Brian Bales, Department of Emergency Medicine, Vanderbilt University Medical Center, Nashville, Tennessee, USA.
Erin Wetherbee, Pulmonary Section, Minneapolis Veterans Affairs Health Care System, Minneapolis, Minnesota, USA.
Harald Sauthoff, Medicine Service, VA NY Harbor Healthcare System, New York, USA.
Christopher K. Schott, Critical Care Service, VA Pittsburgh Health Care Systems, Pittsburgh, Pennsylvania, USA.
Zahir Basrai, Emergency Medicine, VA Greater Los Angeles Healthcare System, Los Angeles, California, USA.
Dana Resop, Department of Emergency Medicine, University of Wisconsin, Madison, Wisconsin, USA.
Brian P. Lucas, Medicine Service, White River Junction VA Medical Center, White River Junction, Vermont, USA.
Nilam J. Soni, Department of Medicine, South Texas Veterans Health Care System, Medicine Service, San Antonio, Texas, USA.

Document Type

Journal Article

Publication Date

7-17-2022

Journal

Journal of hospital medicine

DOI

10.1002/jhm.12911

Abstract

BACKGROUND: Point-of-care ultrasound (POCUS) can reduce procedural complications and improve the diagnostic accuracy of hospitalists. Currently, it is unknown how many practicing hospitalists use POCUS, which applications are used most often, and what barriers to POCUS use exist. OBJECTIVE: This study aimed to characterize current POCUS use, training needs, and barriers to use among hospital medicine groups (HMGs). DESIGN, SETTING, AND PARTICIPANTS: A prospective observational study of all Veterans Affairs (VA) medical centers was conducted between August 2019 and March 2020 using a web-based survey sent to all chiefs of HMGs. These data were compared to a similar survey conducted in 2015. RESULT: Chiefs from 117 HMGs were surveyed, with a 90% response rate. There was ongoing POCUS use in 64% of HMGs. From 2015 to 2020, procedural POCUS use decreased by 19%, but diagnostic POCUS use increased for cardiac (8%), pulmonary (7%), and abdominal (8%) applications.

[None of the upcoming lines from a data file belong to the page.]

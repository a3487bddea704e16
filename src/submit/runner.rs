use std::process::Command;

/// Captured result of one external tool invocation.
#[derive(Debug, Clone, Default, PartialEq, Eq)]
pub struct ToolOutput {
    /// `-1` when the process was terminated by a signal.
    pub exit_code: i32,
    pub stdout: String,
    pub stderr: String,
}

/// Everything that touches the cluster goes through here.
pub trait ToolRunner {
    /// Run `program` with `args` to completion. `Err` means the program could
    /// not be started at all; a non-zero exit is reported in `ToolOutput`.
    fn run(&self, program: &str, args: &[String]) -> std::io::Result<ToolOutput>;
}

impl<T: ToolRunner + ?Sized> ToolRunner for &T {
    fn run(&self, program: &str, args: &[String]) -> std::io::Result<ToolOutput> {
        (**self).run(program, args)
    }
}

/// Runs tools as blocking child processes.
#[derive(Debug, Clone, Copy, Default)]
pub struct ProcessRunner;

impl ToolRunner for ProcessRunner {
    fn run(&self, program: &str, args: &[String]) -> std::io::Result<ToolOutput> {
        tracing::trace!(program = %program, args = ?args, "spawn");

        let output = Command::new(program).args(args).output()?;

        Ok(ToolOutput {
            exit_code: output.status.code().unwrap_or(-1),
            stdout: String::from_utf8_lossy(&output.stdout).into_owned(),
            stderr: String::from_utf8_lossy(&output.stderr).into_owned(),
        })
    }
}
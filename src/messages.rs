pub const THANKS_FOR_USING: &str = "Thanks for using coolknative!";

/// Framed title, followed by usage notes and the closing line.
pub fn installed(title: &str, info: &str) -> String {
    let rule = "=".repeat(71);
    let info = info.trim_matches('\n');
    format!("\n{rule}\n= {title:<67} =\n{rule}\n\n{info}\n\n{THANKS_FOR_USING}")
}
pub mod report;

pub use report::execute;

#[cfg(test)]
pub use report::StepStatus;

use crate::error::Result;
use crate::manifest::DocumentFamily;
use crate::pipeline::{ApplicationSpec, PipelineHeader, assemble_graph};
use crate::render::RenderedDocument;
use crate::submit::Verb;

use serde::Serialize;

#[derive(Debug, Clone)]
pub enum Action {
    /// Write the document to its scratch file and run `kubectl <verb> -f`.
    Submit {
        document: RenderedDocument,
        scratch_file: &'static str,
        verb: Verb,
    },
    /// Run kubectl directly. With `tolerate_failure`, a non-zero exit is
    /// logged and the plan continues.
    Kubectl {
        args: Vec<String>,
        tolerate_failure: bool,
    },
    Helm { args: Vec<String> },
}

#[derive(Debug, Clone)]
pub struct Step {
    pub name: String,
    pub action: Action,
}

/// Ordered steps of one install, every document already rendered. `execute`
/// stops at the first failure and never rolls back.
#[derive(Debug, Clone)]
pub struct Plan {
    component: &'static str,
    steps: Vec<Step>,
}

impl Plan {
    pub fn new(component: &'static str) -> Self {
        Self {
            component,
            steps: Vec::new(),
        }
    }

    pub fn component(&self) -> &'static str {
        self.component
    }

    pub fn steps(&self) -> &[Step] {
        &self.steps
    }

    pub fn step_names(&self) -> Vec<&str> {
        self.steps.iter().map(|s| s.name.as_str()).collect()
    }

    pub fn push(&mut self, name: impl Into<String>, action: Action) {
        self.steps.push(Step {
            name: name.into(),
            action,
        });
    }

    /// Render `family` with `record` now; submit it with `verb` when executed.
    pub fn render<R: Serialize + ?Sized>(
        &mut self,
        name: impl Into<String>,
        family: DocumentFamily,
        record: &R,
        verb: Verb,
    ) -> Result<()> {
        let document = family.render(record)?;
        self.push(
            name,
            Action::Submit {
                document,
                scratch_file: family.scratch_file(),
                verb,
            },
        );
        Ok(())
    }

    /// Assemble a pipeline graph now; apply it when executed.
    pub fn pipeline<S: Serialize + ?Sized>(
        &mut self,
        name: impl Into<String>,
        header: PipelineHeader,
        shared: &S,
        applications: &[ApplicationSpec],
    ) -> Result<()> {
        let document = assemble_graph(shared, applications, header)?;
        self.push(
            name,
            Action::Submit {
                document,
                scratch_file: header.family.scratch_file(),
                verb: Verb::Apply,
            },
        );
        Ok(())
    }

    pub fn kubectl<I, S>(&mut self, name: impl Into<String>, args: I)
    where
        I: IntoIterator<Item = S>,
        S: Into<String>,
    {
        self.push(
            name,
            Action::Kubectl {
                args: args.into_iter().map(Into::into).collect(),
                tolerate_failure: false,
            },
        );
    }

    /// Like `kubectl`, but a non-zero exit does not stop the plan.
    pub fn kubectl_tolerant<I, S>(&mut self, name: impl Into<String>, args: I)
    where
        I: IntoIterator<Item = S>,
        S: Into<String>,
    {
        self.push(
            name,
            Action::Kubectl {
                args: args.into_iter().map(Into::into).collect(),
                tolerate_failure: true,
            },
        );
    }

    /// `kubectl apply -f <url>` for a published release manifest.
    pub fn apply_url(&mut self, name: impl Into<String>, url: &str) {
        self.kubectl(name, ["apply", "-f", url]);
    }

    pub fn helm<I, S>(&mut self, name: impl Into<String>, args: I)
    where
        I: IntoIterator<Item = S>,
        S: Into<String>,
    {
        self.push(
            name,
            Action::Helm {
                args: args.into_iter().map(Into::into).collect(),
            },
        );
    }
}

The most common barrier to POCUS use was lack of training (89%), and only 34% of HMGs had access to POCUS training. Access to ultrasound equipment was the least common barrier (57%). The proportion of HMGs with ≥1 ultrasound machine increased from 29% to 71% from 2015 to 2020. An average of 3.6 ultrasound devices per HMG was available, and 45% were handheld devices. CONCLUSION: From 2015 to 2020, diagnostic POCUS use increased, while procedural use decreased among hospitalists in the VA system. Lack of POCUS training is currently the most common barrier to POCUS use among hospitalists.